Taking in this album as a whole, it's safe to say that the content straddles the thin line between thrash metal and hardcore punk. Teetering to one side more so than the other at times, but maintaining a relatively steady balance between the two. The album starts off with Municipal Waste's first effort at a synthesized introductory track, "Waste in Space (Main Title)", which gives off a Twilight Zone vibe. This same style is repeated in "The Fatal Feast", with a few variances here and there.
There is a distinct underlying D.R.I influence which stands out abundantly in "Covered in Sick/The Barfer", which is a song entirely about waking up covered in vomit and trying to figure out who puked all over you, "New Dead Masters" and "The Fatal Feast". The usual party humor one would expect (and want) in a Municipal Waste release is back in such songs as the aforementioned tracks, "You're Cut Off", "12 Step Program" and "Jesus Freaks".
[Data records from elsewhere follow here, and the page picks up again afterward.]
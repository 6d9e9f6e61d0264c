use chrono::{DateTime, SecondsFormat, Utc};

/// Current UTC time formatted as ISO8601 with a `Z` suffix at second precision,
/// e.g. `2026-01-01T00:00:00Z`.
pub fn now_iso() -> String {
    Utc::now().to_rfc3339_opts(SecondsFormat::Secs, true)
}

pub fn to_iso(ts: DateTime<Utc>) -> String {
    ts.to_rfc3339_opts(SecondsFormat::Secs, true)
}

/// Truncates an ISO8601 timestamp to its containing hour, e.g.
/// `2026-01-01T13:45:12Z` -> `2026-01-01T13:00:00Z`. Used to bucket telemetry.
pub fn truncate_to_hour(ts: &str) -> String {
    match DateTime::parse_from_rfc3339(ts) {
        Ok(dt) => {
            let dt = dt.with_timezone(&Utc);
            format!(
                "{:04}-{:02}-{:02}T{:02}:00:00Z",
                dt.format("%Y"),
                dt.format("%m"),
                dt.format("%d"),
                dt.format("%H")
            )
        }
        Err(_) => ts.to_string(),
    }
}

#[cfg(test)]
mod tests {
    use super::*;

    #[test]
    fn now_iso_ends_with_z() {
        assert!(now_iso().ends_with('Z'));
    }

    #[test]
    fn truncate_to_hour_zeroes_minutes_and_seconds() {
        assert_eq!(
            truncate_to_hour("2026-03-05T13:45:12Z"),
            "2026-03-05T13:00:00Z"
        );
    }
}
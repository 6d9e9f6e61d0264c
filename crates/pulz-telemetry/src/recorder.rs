use pulz_core::{now_iso, telemetry_id};
use pulz_store::{Store, StoreError};
use pulz_types::TelemetryEvent;
use serde_json::Value;

/// Writes one [`TelemetryEvent`] row and mirrors it through `tracing`, so
/// operators get structured logs independent of the SQLite-backed event
/// table (`SPEC_FULL.md` §4.8). Every meaningful engine step funnels through
/// this function rather than inserting rows directly.
pub async fn record_event(
    store: &Store,
    mission_id: Option<String>,
    proposal_id: Option<String>,
    execution_id: Option<String>,
    event_type: &str,
    payload: Value,
) -> Result<TelemetryEvent, StoreError> {
    let now = now_iso();
    let event = TelemetryEvent {
        id: telemetry_id(event_type, &now),
        ts: now,
        mission_id,
        proposal_id,
        execution_id,
        event_type: event_type.to_string(),
        payload,
    };
    store.insert_telemetry_event(event.clone()).await?;
    tracing::info!(
        event = %event.event_type,
        mission_id = event.mission_id.as_deref().unwrap_or(""),
        proposal_id = event.proposal_id.as_deref().unwrap_or(""),
        execution_id = event.execution_id.as_deref().unwrap_or(""),
        payload = %event.payload,
        "telemetry_event"
    );
    Ok(event)
}

/// Convenience wrapper for the `tokens_used` event emitted by the classifier
/// (`spec` §4.3 step 7 / §3 invariant 5): records a non-negative token count
/// tagged with a provider name.
pub async fn record_tokens_used(
    store: &Store,
    mission_id: Option<String>,
    proposal_id: Option<String>,
    tokens: u64,
    provider: &str,
) -> Result<TelemetryEvent, StoreError> {
    record_event(
        store,
        mission_id,
        proposal_id,
        None,
        "tokens_used",
        serde_json::json!({ "tokens": tokens, "provider": provider }),
    )
    .await
}
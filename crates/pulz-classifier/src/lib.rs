//! Heuristic opportunity scoring with optional LLM refinement. Grounded 1:1 on
//! `_heuristic_score`/`_categorize`/`_risk_flags`/`_estimate`/`_ollama_classify`
//! in `original_source/openwebui-patch/pulz_backend.py`.

use pulz_providers::OllamaClient;
use pulz_types::{Category, Feasibility, RecommendedAction, RiskFlag, Scoring};

/// Fixed, case-insensitive keyword list driving the heuristic score (`spec`
/// Glossary). Order is insignificant; the score is a plain occurrence count.
pub const KEYWORDS: &[&str] = &[
    "need",
    "looking for",
    "is there a tool",
    "generator",
    "template",
    "lease",
    "resume",
    "pdf",
    "proposal",
    "automation",
    "integrate",
    "web app",
    "tool",
];

const RISK_LEGAL: &[&str] = &["legal", "law", "attorney", "contract"];
const RISK_MEDICAL: &[&str] = &["medical", "health", "clinic", "patient"];
const RISK_FINANCIAL: &[&str] = &["loan", "investment", "tax", "accounting"];

const DOC_GENERATOR_KEYWORDS: &[&str] = &["template", "pdf", "resume", "lease", "generator"];
const AUTOMATION_KEYWORDS: &[&str] = &["automation", "integrate", "zapier", "api"];
const MICRO_SAAS_KEYWORDS: &[&str] = &["app", "web", "saas", "tool"];

/// Token usage observed (or estimated) while scoring one signal, for the
/// caller to fold into a `tokens_used` telemetry event (`spec` §4.3 step 7).
#[derive(Debug, Clone)]
pub struct TokenUsage {
    pub tokens: u64,
    pub provider: String,
}

#[derive(Debug, Clone)]
pub struct ClassifyOutcome {
    pub scoring: Scoring,
    pub token_usage: TokenUsage,
    /// True when the LLM successfully refined the heuristic result.
    pub llm_assisted: bool,
}

pub fn heuristic_score(text: &str) -> u32 {
    let lower = text.to_lowercase();
    KEYWORDS.iter().filter(|kw| lower.contains(*kw)).count() as u32
}

pub fn categorize(text: &str) -> Category {
    let lower = text.to_lowercase();
    if DOC_GENERATOR_KEYWORDS.iter().any(|kw| lower.contains(kw)) {
        Category::DocGenerator
    } else if AUTOMATION_KEYWORDS.iter().any(|kw| lower.contains(kw)) {
        Category::Automation
    } else if MICRO_SAAS_KEYWORDS.iter().any(|kw| lower.contains(kw)) {
        Category::MicroSaas
    } else {
        Category::Ignore
    }
}

pub fn risk_flags(text: &str) -> Vec<RiskFlag> {
    let lower = text.to_lowercase();
    let mut flags = Vec::new();
    if RISK_LEGAL.iter().any(|kw| lower.contains(kw)) {
        flags.push(RiskFlag::Legal);
    }
    if RISK_MEDICAL.iter().any(|kw| lower.contains(kw)) {
        flags.push(RiskFlag::Medical);
    }
    if RISK_FINANCIAL.iter().any(|kw| lower.contains(kw)) {
        flags.push(RiskFlag::Financial);
    }
    flags
}

struct Estimate {
    feasibility: Feasibility,
    estimated_build_time_minutes: u32,
    suggested_price_range: String,
    risk_flags: Vec<RiskFlag>,
}

fn estimate(text: &str, category: Category) -> Estimate {
    let score = heuristic_score(text);
    let flags = risk_flags(text);
    let (base, price) = match category {
        Category::DocGenerator => (240, "$600 - $1,500"),
        Category::Automation => (360, "$900 - $2,500"),
        Category::MicroSaas => (480, "$1,200 - $3,500"),
        Category::Ignore => (180, "$400 - $900"),
    };
    // Mirrors `_estimate`'s three-step override order: base on score/risk, then
    // force LOW for score<=1, then risk flags win over everything (so a risky
    // low-score signal still reads MED, never LOW).
    let mut feasibility = if score >= 2 && flags.is_empty() {
        Feasibility::High
    } else {
        Feasibility::Med
    };
    if score <= 1 {
        feasibility = Feasibility::Low;
    }
    if !flags.is_empty() {
        feasibility = Feasibility::Med;
    }
    Estimate {
        feasibility,
        estimated_build_time_minutes: base + score.saturating_sub(2) * 60,
        suggested_price_range: price.to_string(),
        risk_flags: flags,
    }
}

fn estimated_tokens(text: &str) -> u64 {
    (text.len() as u64 / 4).max(1)
}

/// Runs the heuristic algorithm and, if `llm` is provided, attempts a single
/// refinement call. A missing, slow, or unparseable LLM response silently
/// keeps the heuristic result — never fails the caller (`spec` §4.3 step 7,
/// §7 "Transient I/O").
pub async fn classify(title: &str, body_excerpt: &str, llm: Option<&OllamaClient>) -> ClassifyOutcome {
    let text = format!("{title}\n{body_excerpt}");
    let category = categorize(&text);
    let est = estimate(&text, category);
    let score = heuristic_score(&text);
    let recommended = if score >= 2 && est.risk_flags.is_empty() {
        RecommendedAction::DraftProposal
    } else {
        RecommendedAction::Ignore
    };

    let mut scoring = Scoring {
        category,
        feasibility: est.feasibility,
        estimated_build_time_minutes: est.estimated_build_time_minutes,
        suggested_price_range: est.suggested_price_range,
        risk_flags: est.risk_flags,
        recommended_next_action: recommended,
        rationale: "keyword heuristic".to_string(),
    };

    let mut token_usage = TokenUsage {
        tokens: estimated_tokens(&text),
        provider: "estimate".to_string(),
    };
    let mut llm_assisted = false;

    if let Some(client) = llm {
        if let Ok(response) = client.generate(&build_prompt(&text)).await {
            if let Some(refined) = parse_json_block(&response.response) {
                merge_refinement(&mut scoring, &refined);
                scoring.rationale = "llm_assisted".to_string();
                llm_assisted = true;
                let tokens = response.prompt_eval_count.unwrap_or(0) + response.eval_count.unwrap_or(0);
                token_usage = TokenUsage {
                    tokens: tokens.max(1),
                    provider: "ollama".to_string(),
                };
            }
        }
    }

    if !scoring.risk_flags.is_empty() {
        scoring.recommended_next_action = RecommendedAction::NeedsClarification;
    }

    ClassifyOutcome {
        scoring,
        token_usage,
        llm_assisted,
    }
}

fn build_prompt(text: &str) -> String {
    format!(
        "Classify the following opportunity. Respond ONLY with JSON containing keys: \
         category, feasibility, estimated_build_time_minutes, suggested_price_range, \
         risk_flags, recommended_next_action, rationale. Risk flags must be array of \
         strings.\n\nText: {text}"
    )
}

/// Extracts and parses the first `{...}` JSON object in `text`, matching
/// `_parse_json_block`'s first-`{`-to-last-`}` slice strategy.
fn parse_json_block(text: &str) -> Option<serde_json::Value> {
    let start = text.find('{')?;
    let end = text.rfind('}')?;
    if end <= start {
        return None;
    }
    serde_json::from_str(&text[start..=end]).ok()
}

/// Merges an untrusted LLM JSON object over the heuristic `Scoring`. Unknown
/// or malformed `category`/`feasibility` values are coerced to the nearest
/// enum member or left at the heuristic value — never trusted verbatim
/// (`spec` §9 design note on dynamic classifier results).
fn merge_refinement(scoring: &mut Scoring, refined: &serde_json::Value) {
    if let Some(category) = refined.get("category").and_then(|v| v.as_str()) {
        if let Some(parsed) = coerce_category(category) {
            scoring.category = parsed;
        }
    }
    if let Some(feasibility) = refined.get("feasibility").and_then(|v| v.as_str()) {
        if let Some(parsed) = coerce_feasibility(feasibility) {
            scoring.feasibility = parsed;
        }
    }
    if let Some(minutes) = refined
        .get("estimated_build_time_minutes")
        .and_then(|v| v.as_u64())
    {
        scoring.estimated_build_time_minutes = minutes as u32;
    }
    if let Some(price) = refined.get("suggested_price_range").and_then(|v| v.as_str()) {
        scoring.suggested_price_range = price.to_string();
    }
    if let Some(flags) = refined.get("risk_flags").and_then(|v| v.as_array()) {
        let coerced: Vec<RiskFlag> = flags
            .iter()
            .filter_map(|v| v.as_str())
            .filter_map(coerce_risk_flag)
            .collect();
        if !coerced.is_empty() {
            scoring.risk_flags = coerced;
        }
    }
    if let Some(action) = refined
        .get("recommended_next_action")
        .and_then(|v| v.as_str())
    {
        if let Some(parsed) = coerce_action(action) {
            scoring.recommended_next_action = parsed;
        }
    }
    if let Some(rationale) = refined.get("rationale").and_then(|v| v.as_str()) {
        if !rationale.is_empty() {
            scoring.rationale = rationale.to_string();
        }
    }
}

fn coerce_category(raw: &str) -> Option<Category> {
    let lower = raw.to_lowercase();
    if lower.contains("doc") || lower.contains("template") {
        Some(Category::DocGenerator)
    } else if lower.contains("automat") || lower.contains("integrat") {
        Some(Category::Automation)
    } else if lower.contains("saas") || lower.contains("app") || lower.contains("web") {
        Some(Category::MicroSaas)
    } else if lower.contains("ignore") {
        Some(Category::Ignore)
    } else {
        None
    }
}

fn coerce_feasibility(raw: &str) -> Option<Feasibility> {
    match raw.to_uppercase().as_str() {
        "LOW" => Some(Feasibility::Low),
        "MED" | "MEDIUM" => Some(Feasibility::Med),
        "HIGH" => Some(Feasibility::High),
        _ => None,
    }
}

fn coerce_risk_flag(raw: &str) -> Option<RiskFlag> {
    match raw.to_lowercase().as_str() {
        "legal" => Some(RiskFlag::Legal),
        "medical" => Some(RiskFlag::Medical),
        "financial" => Some(RiskFlag::Financial),
        _ => None,
    }
}

fn coerce_action(raw: &str) -> Option<RecommendedAction> {
    let lower = raw.to_lowercase();
    if lower.contains("draft") {
        Some(RecommendedAction::DraftProposal)
    } else if lower.contains("clarif") {
        Some(RecommendedAction::NeedsClarification)
    } else if lower.contains("ignore") {
        Some(RecommendedAction::Ignore)
    } else {
        None
    }
}

#[cfg(test)]
mod tests {
    use super::*;

    #[tokio::test]
    async fn zero_score_no_risk_yields_ignore() {
        let outcome = classify("hello world", "just saying hi", None).await;
        assert_eq!(heuristic_score("hello world\njust saying hi"), 0);
        assert_eq!(outcome.scoring.recommended_next_action, RecommendedAction::Ignore);
    }

    #[tokio::test]
    async fn risk_keyword_forces_needs_clarification() {
        let outcome = classify("need a tool", "help with my tax filing, it's urgent", None).await;
        assert!(!outcome.scoring.risk_flags.is_empty());
        assert_eq!(
            outcome.scoring.recommended_next_action,
            RecommendedAction::NeedsClarification
        );
    }

    #[tokio::test]
    async fn strong_match_no_risk_drafts_proposal() {
        let outcome = classify(
            "need a resume template generator",
            "looking for a pdf generator tool",
            None,
        )
        .await;
        assert_eq!(
            outcome.scoring.recommended_next_action,
            RecommendedAction::DraftProposal
        );
        assert_eq!(outcome.scoring.category, Category::DocGenerator);
    }

    #[test]
    fn estimate_minutes_scale_with_score_above_two() {
        let text = "need a web app tool generator automation integrate api zapier";
        let score = heuristic_score(text);
        assert!(score >= 2);
        let est = estimate(text, Category::Automation);
        assert_eq!(
            est.estimated_build_time_minutes,
            360 + score.saturating_sub(2) * 60
        );
    }

    #[test]
    fn parse_json_block_extracts_first_object() {
        let text = "here is json: {\"category\": \"automation\"} trailing text";
        let value = parse_json_block(text).unwrap();
        assert_eq!(value["category"], "automation");
    }

    #[test]
    fn parse_json_block_rejects_garbage() {
        assert!(parse_json_block("no braces here").is_none());
    }
}
//! HTTP + SSE surface for the PulZ engine, mounted under `/api/pulz`
//! (`SPEC_FULL.md` §6). Grounded on `tandem-server`'s `AppState`/`app_router`
//! split: one `Clone`-able state struct the binary builds once, one router
//! function that lays CORS and an auth gate over it.

pub mod http;

use std::sync::Arc;

use async_trait::async_trait;
use axum::extract::{FromRef, FromRequestParts};
use axum::http::request::Parts;
use axum::http::StatusCode;
use pulz_orchestrator::MissionEngineHandle;

pub use http::app_router;

/// Shared server state. Unlike `tandem-server`'s `AppState` (which defers
/// most of its fields behind a `OnceLock<RuntimeState>` because the runtime
/// boots asynchronously after the HTTP listener binds) this engine always
/// constructs its `MissionEngineHandle` before the listener starts, so there
/// is nothing to defer.
#[derive(Clone)]
pub struct AppState {
    pub engine: MissionEngineHandle,
    pub verifier: Arc<dyn UserVerifier>,
}

impl AppState {
    pub fn new(engine: MissionEngineHandle, verifier: Arc<dyn UserVerifier>) -> Self {
        Self { engine, verifier }
    }
}

impl FromRef<AppState> for MissionEngineHandle {
    fn from_ref(state: &AppState) -> Self {
        state.engine.clone()
    }
}

/// Hook point for `spec.md` §6's "optionally behind verified-user
/// authentication". This core has no identity backend of its own — the
/// codebase this was translated from treats that as an external
/// collaborator's problem (`spec.md` §9 Open Questions) — so the binary
/// crate supplies one of two trivial implementations based on `AUTH`:
/// [`NoAuth`] when unset/false, [`AlwaysDenyAuth`] when true. A real
/// deployment would supply its own.
#[async_trait]
pub trait UserVerifier: Send + Sync {
    async fn verify(&self, parts: &Parts) -> Result<(), StatusCode>;
}

/// Installed when `AUTH` is unset or false: every request passes.
pub struct NoAuth;

#[async_trait]
impl UserVerifier for NoAuth {
    async fn verify(&self, _parts: &Parts) -> Result<(), StatusCode> {
        Ok(())
    }
}

/// Installed when `AUTH=true`: since no identity backend ships here, every
/// request is rejected rather than silently accepted (`spec.md` §6).
pub struct AlwaysDenyAuth;

#[async_trait]
impl UserVerifier for AlwaysDenyAuth {
    async fn verify(&self, _parts: &Parts) -> Result<(), StatusCode> {
        Err(StatusCode::UNAUTHORIZED)
    }
}

/// Extractor marker proving a request passed [`UserVerifier::verify`].
/// Handlers that must be gated take `VerifiedUser` as an argument; axum
/// rejects the request with the verifier's status before the handler body
/// ever runs.
pub struct VerifiedUser;

#[async_trait]
impl FromRequestParts<AppState> for VerifiedUser {
    type Rejection = StatusCode;

    async fn from_request_parts(parts: &mut Parts, state: &AppState) -> Result<Self, StatusCode> {
        state.verifier.verify(parts).await?;
        Ok(VerifiedUser)
    }
}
The tracks flow seamlessly into the next with no glitches, which is important since nearly every song on this album fades into the next in some way. Audio levels are appropriate for the type of content at hand, the drums are soft and in the distant background while the guitar and bass fight for leadership. Occasionally the bass track will rise up above all others and reveal Land Phil's creative walking bass licks, a couple of good examples of this is the ending to "Authority Complex", and the opening of "New Dead Masters", which are two of the best tracks on The Fatal Feast (Waste in Space) .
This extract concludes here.